**What this task involves**
Which of the lines below contain the string "ORDER"? Copy each one.

Stored data

Content starts

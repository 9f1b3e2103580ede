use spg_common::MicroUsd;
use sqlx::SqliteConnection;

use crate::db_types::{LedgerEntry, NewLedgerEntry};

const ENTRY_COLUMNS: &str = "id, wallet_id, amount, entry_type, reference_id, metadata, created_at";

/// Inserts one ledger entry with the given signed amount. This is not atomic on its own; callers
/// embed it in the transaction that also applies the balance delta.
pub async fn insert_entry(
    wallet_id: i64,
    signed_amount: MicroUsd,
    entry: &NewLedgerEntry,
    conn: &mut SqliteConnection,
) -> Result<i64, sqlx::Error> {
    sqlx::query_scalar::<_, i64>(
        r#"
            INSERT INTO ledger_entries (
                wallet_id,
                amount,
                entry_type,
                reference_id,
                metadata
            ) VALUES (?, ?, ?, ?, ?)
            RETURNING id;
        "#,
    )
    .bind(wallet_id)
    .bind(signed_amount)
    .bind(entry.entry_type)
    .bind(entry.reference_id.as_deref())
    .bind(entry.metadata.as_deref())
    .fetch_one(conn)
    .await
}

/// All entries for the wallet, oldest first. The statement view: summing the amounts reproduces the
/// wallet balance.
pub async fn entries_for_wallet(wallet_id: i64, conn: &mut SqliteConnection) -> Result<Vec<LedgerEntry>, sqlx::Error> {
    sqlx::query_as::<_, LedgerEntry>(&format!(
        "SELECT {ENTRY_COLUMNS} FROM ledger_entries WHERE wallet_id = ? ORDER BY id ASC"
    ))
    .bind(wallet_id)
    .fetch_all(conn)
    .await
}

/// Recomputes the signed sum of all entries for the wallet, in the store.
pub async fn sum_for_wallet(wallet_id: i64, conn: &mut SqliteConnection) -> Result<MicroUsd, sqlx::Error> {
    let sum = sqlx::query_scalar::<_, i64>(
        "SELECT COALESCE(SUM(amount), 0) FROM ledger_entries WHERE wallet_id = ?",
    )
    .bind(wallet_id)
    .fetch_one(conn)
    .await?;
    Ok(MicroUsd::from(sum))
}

Content ends
Content starts

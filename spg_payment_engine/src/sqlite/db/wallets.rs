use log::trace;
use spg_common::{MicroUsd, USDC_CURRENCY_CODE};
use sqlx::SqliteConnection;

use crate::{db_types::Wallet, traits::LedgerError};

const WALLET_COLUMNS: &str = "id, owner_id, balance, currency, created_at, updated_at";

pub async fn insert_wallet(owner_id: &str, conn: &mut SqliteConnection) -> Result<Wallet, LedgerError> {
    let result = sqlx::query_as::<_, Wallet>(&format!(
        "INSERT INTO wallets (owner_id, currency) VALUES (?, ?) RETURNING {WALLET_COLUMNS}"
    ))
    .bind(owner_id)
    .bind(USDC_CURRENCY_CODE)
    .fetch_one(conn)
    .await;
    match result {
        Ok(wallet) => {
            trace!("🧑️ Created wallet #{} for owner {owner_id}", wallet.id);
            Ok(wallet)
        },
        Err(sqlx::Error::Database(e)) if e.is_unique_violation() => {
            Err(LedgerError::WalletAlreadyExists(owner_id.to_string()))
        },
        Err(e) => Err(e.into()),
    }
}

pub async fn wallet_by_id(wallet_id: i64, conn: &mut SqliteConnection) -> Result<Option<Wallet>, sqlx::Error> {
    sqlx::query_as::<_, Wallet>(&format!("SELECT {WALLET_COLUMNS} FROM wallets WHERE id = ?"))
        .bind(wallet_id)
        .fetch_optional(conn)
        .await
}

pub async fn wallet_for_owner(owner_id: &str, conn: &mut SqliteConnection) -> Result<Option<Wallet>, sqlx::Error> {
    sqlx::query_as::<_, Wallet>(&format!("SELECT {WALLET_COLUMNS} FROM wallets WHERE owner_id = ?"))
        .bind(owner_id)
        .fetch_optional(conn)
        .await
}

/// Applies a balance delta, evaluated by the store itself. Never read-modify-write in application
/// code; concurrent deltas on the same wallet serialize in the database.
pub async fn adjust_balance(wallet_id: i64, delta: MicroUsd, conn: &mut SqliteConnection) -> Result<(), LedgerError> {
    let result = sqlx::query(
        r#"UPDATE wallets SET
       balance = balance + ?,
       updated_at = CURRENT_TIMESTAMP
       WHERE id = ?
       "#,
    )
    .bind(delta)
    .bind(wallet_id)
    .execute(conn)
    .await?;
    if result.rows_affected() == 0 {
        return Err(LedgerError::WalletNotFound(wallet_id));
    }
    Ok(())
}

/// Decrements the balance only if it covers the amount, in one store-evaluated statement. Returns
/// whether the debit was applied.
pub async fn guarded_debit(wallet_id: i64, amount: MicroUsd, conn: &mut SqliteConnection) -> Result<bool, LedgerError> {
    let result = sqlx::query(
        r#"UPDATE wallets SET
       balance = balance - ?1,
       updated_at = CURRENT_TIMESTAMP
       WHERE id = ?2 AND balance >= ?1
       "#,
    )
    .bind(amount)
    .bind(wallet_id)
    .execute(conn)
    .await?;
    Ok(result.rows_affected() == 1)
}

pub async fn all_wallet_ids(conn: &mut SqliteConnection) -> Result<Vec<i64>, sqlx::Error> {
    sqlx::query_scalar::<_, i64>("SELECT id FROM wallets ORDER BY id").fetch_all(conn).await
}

Content ends

**Solution for this problem**
        "SELECT {ENTRY_COLUMNS} FROM ledger_entries WHERE wallet_id = ? ORDER BY id ASC"
    sqlx::query_scalar::<_, i64>("SELECT id FROM wallets ORDER BY id").fetch_all(conn).await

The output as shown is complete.